• **The problem**
Transcribe all of the records precisely as they are presented.

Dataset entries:
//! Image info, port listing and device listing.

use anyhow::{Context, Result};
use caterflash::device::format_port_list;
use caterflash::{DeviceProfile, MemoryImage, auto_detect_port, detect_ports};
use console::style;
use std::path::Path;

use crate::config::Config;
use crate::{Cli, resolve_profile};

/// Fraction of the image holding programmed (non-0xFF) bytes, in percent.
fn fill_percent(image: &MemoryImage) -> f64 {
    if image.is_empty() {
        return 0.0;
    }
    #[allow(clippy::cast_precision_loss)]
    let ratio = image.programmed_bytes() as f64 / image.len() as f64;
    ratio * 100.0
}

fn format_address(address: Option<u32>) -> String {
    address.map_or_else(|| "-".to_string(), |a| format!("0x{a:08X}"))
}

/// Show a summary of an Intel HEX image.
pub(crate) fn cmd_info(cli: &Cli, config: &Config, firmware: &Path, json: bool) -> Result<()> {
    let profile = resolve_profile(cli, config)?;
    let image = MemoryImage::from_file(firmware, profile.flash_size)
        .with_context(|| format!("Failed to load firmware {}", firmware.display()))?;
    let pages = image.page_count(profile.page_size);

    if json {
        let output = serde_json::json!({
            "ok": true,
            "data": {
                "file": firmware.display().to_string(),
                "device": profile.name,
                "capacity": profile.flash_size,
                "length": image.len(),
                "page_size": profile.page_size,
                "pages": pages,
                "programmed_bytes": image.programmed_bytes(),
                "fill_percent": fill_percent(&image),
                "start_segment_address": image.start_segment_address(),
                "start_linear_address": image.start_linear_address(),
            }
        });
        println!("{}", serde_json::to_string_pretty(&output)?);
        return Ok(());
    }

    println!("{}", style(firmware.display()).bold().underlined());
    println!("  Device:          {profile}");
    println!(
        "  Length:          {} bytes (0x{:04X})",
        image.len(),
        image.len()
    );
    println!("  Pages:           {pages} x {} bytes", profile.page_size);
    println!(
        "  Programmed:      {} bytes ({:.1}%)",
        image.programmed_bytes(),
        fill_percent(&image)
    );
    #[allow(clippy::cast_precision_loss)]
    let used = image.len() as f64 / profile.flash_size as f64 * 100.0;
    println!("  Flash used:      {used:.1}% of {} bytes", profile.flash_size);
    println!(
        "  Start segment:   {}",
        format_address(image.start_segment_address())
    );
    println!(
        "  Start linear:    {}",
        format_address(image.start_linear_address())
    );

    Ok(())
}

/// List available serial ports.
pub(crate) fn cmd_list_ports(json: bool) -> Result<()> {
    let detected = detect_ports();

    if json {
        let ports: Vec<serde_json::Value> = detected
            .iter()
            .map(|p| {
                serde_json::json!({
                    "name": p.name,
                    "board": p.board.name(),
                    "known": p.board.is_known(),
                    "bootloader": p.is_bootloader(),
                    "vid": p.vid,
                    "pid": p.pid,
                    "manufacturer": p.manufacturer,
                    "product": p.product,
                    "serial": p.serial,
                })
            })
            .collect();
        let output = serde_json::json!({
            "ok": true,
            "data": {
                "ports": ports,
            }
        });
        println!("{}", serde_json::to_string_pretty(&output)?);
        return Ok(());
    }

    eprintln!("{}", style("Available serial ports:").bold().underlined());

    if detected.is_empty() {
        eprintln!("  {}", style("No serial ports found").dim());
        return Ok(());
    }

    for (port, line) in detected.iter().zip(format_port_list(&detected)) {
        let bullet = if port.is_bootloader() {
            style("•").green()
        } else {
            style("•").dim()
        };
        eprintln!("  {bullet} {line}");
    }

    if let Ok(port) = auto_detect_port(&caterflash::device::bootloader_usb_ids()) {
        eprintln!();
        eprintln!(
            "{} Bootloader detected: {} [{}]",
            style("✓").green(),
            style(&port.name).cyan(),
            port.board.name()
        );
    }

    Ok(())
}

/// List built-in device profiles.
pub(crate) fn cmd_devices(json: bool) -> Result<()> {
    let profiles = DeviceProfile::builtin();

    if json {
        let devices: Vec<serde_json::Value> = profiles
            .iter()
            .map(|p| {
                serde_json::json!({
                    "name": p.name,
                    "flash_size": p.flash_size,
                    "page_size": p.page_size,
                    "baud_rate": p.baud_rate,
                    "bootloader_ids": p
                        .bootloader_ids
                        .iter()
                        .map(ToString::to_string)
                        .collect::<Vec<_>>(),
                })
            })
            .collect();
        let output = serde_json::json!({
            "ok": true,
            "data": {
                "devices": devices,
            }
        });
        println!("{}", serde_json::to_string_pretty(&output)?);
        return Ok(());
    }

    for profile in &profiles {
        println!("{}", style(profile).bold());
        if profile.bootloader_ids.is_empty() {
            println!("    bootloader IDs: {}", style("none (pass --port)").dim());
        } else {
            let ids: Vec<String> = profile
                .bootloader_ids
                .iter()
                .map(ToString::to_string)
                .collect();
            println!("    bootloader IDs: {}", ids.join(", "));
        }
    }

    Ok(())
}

• **Task answer**
//! Image info, port listing and device listing.

use anyhow::{Context, Result};
use caterflash::device::format_port_list;
use caterflash::{DeviceProfile, MemoryImage, auto_detect_port, detect_ports};
use console::style;
use std::path::Path;

use crate::config::Config;
use crate::{Cli, resolve_profile};

/// Fraction of the image holding programmed (non-0xFF) bytes, in percent.
fn fill_percent(image: &MemoryImage) -> f64 {
    if image.is_empty() {
        return 0.0;
    }
    #[allow(clippy::cast_precision_loss)]
    let ratio = image.programmed_bytes() as f64 / image.len() as f64;
    ratio * 100.0
}

fn format_address(address: Option<u32>) -> String {
    address.map_or_else(|| "-".to_string(), |a| format!("0x{a:08X}"))
}

/// Show a summary of an Intel HEX image.
pub(crate) fn cmd_info(cli: &Cli, config: &Config, firmware: &Path, json: bool) -> Result<()> {
    let profile = resolve_profile(cli, config)?;
    let image = MemoryImage::from_file(firmware, profile.flash_size)
        .with_context(|| format!("Failed to load firmware {}", firmware.display()))?;
    let pages = image.page_count(profile.page_size);

    if json {
        let output = serde_json::json!({
            "ok": true,
            "data": {
                "file": firmware.display().to_string(),
                "device": profile.name,
                "capacity": profile.flash_size,
                "length": image.len(),
                "page_size": profile.page_size,
                "pages": pages,
                "programmed_bytes": image.programmed_bytes(),
                "fill_percent": fill_percent(&image),
                "start_segment_address": image.start_segment_address(),
                "start_linear_address": image.start_linear_address(),
            }
        });
        println!("{}", serde_json::to_string_pretty(&output)?);
        return Ok(());
    }

    println!("{}", style(firmware.display()).bold().underlined());
    println!("  Device:          {profile}");
    println!(
        "  Length:          {} bytes (0x{:04X})",
        image.len(),
        image.len()
    );
    println!("  Pages:           {pages} x {} bytes", profile.page_size);
    println!(
        "  Programmed:      {} bytes ({:.1}%)",
        image.programmed_bytes(),
        fill_percent(&image)
    );
    #[allow(clippy::cast_precision_loss)]
    let used = image.len() as f64 / profile.flash_size as f64 * 100.0;
    println!("  Flash used:      {used:.1}% of {} bytes", profile.flash_size);
    println!(
        "  Start segment:   {}",
        format_address(image.start_segment_address())
    );
    println!(
        "  Start linear:    {}",
        format_address(image.start_linear_address())
    );

    Ok(())
}

/// List available serial ports.
pub(crate) fn cmd_list_ports(json: bool) -> Result<()> {
    let detected = detect_ports();

    if json {
        let ports: Vec<serde_json::Value> = detected
            .iter()
            .map(|p| {
                serde_json::json!({
                    "name": p.name,
                    "board": p.board.name(),
                    "known": p.board.is_known(),
                    "bootloader": p.is_bootloader(),
                    "vid": p.vid,
                    "pid": p.pid,
                    "manufacturer": p.manufacturer,
                    "product": p.product,
                    "serial": p.serial,
                })
            })
            .collect();
        let output = serde_json::json!({
            "ok": true,
            "data": {
                "ports": ports,
            }
        });
        println!("{}", serde_json::to_string_pretty(&output)?);
        return Ok(());
    }

    eprintln!("{}", style("Available serial ports:").bold().underlined());

    if detected.is_empty() {
        eprintln!("  {}", style("No serial ports found").dim());
        return Ok(());
    }

    for (port, line) in detected.iter().zip(format_port_list(&detected)) {
        let bullet = if port.is_bootloader() {
            style("•").green()
        } else {
            style("•").dim()
        };
        eprintln!("  {bullet} {line}");
    }

    if let Ok(port) = auto_detect_port(&caterflash::device::bootloader_usb_ids()) {
        eprintln!();
        eprintln!(
            "{} Bootloader detected: {} [{}]",
            style("✓").green(),
            style(&port.name).cyan(),
            port.board.name()
        );
    }

    Ok(())
}

/// List built-in device profiles.
pub(crate) fn cmd_devices(json: bool) -> Result<()> {
    let profiles = DeviceProfile::builtin();

    if json {
        let devices: Vec<serde_json::Value> = profiles
            .iter()
            .map(|p| {
                serde_json::json!({
                    "name": p.name,
                    "flash_size": p.flash_size,
                    "page_size": p.page_size,
                    "baud_rate": p.baud_rate,
                    "bootloader_ids": p
                        .bootloader_ids
                        .iter()
                        .map(ToString::to_string)
                        .collect::<Vec<_>>(),
                })
            })
            .collect();
        let output = serde_json::json!({
            "ok": true,
            "data": {
                "devices": devices,
            }
        });
        println!("{}", serde_json::to_string_pretty(&output)?);
        return Ok(());
    }

    for profile in &profiles {
        println!("{}", style(profile).bold());
        if profile.bootloader_ids.is_empty() {
            println!("    bootloader IDs: {}", style("none (pass --port)").dim());
        } else {
            let ids: Vec<String> = profile
                .bootloader_ids
                .iter()
                .map(ToString::to_string)
                .collect();
            println!("    bootloader IDs: {}", ids.join(", "));
        }
    }

    Ok(())
}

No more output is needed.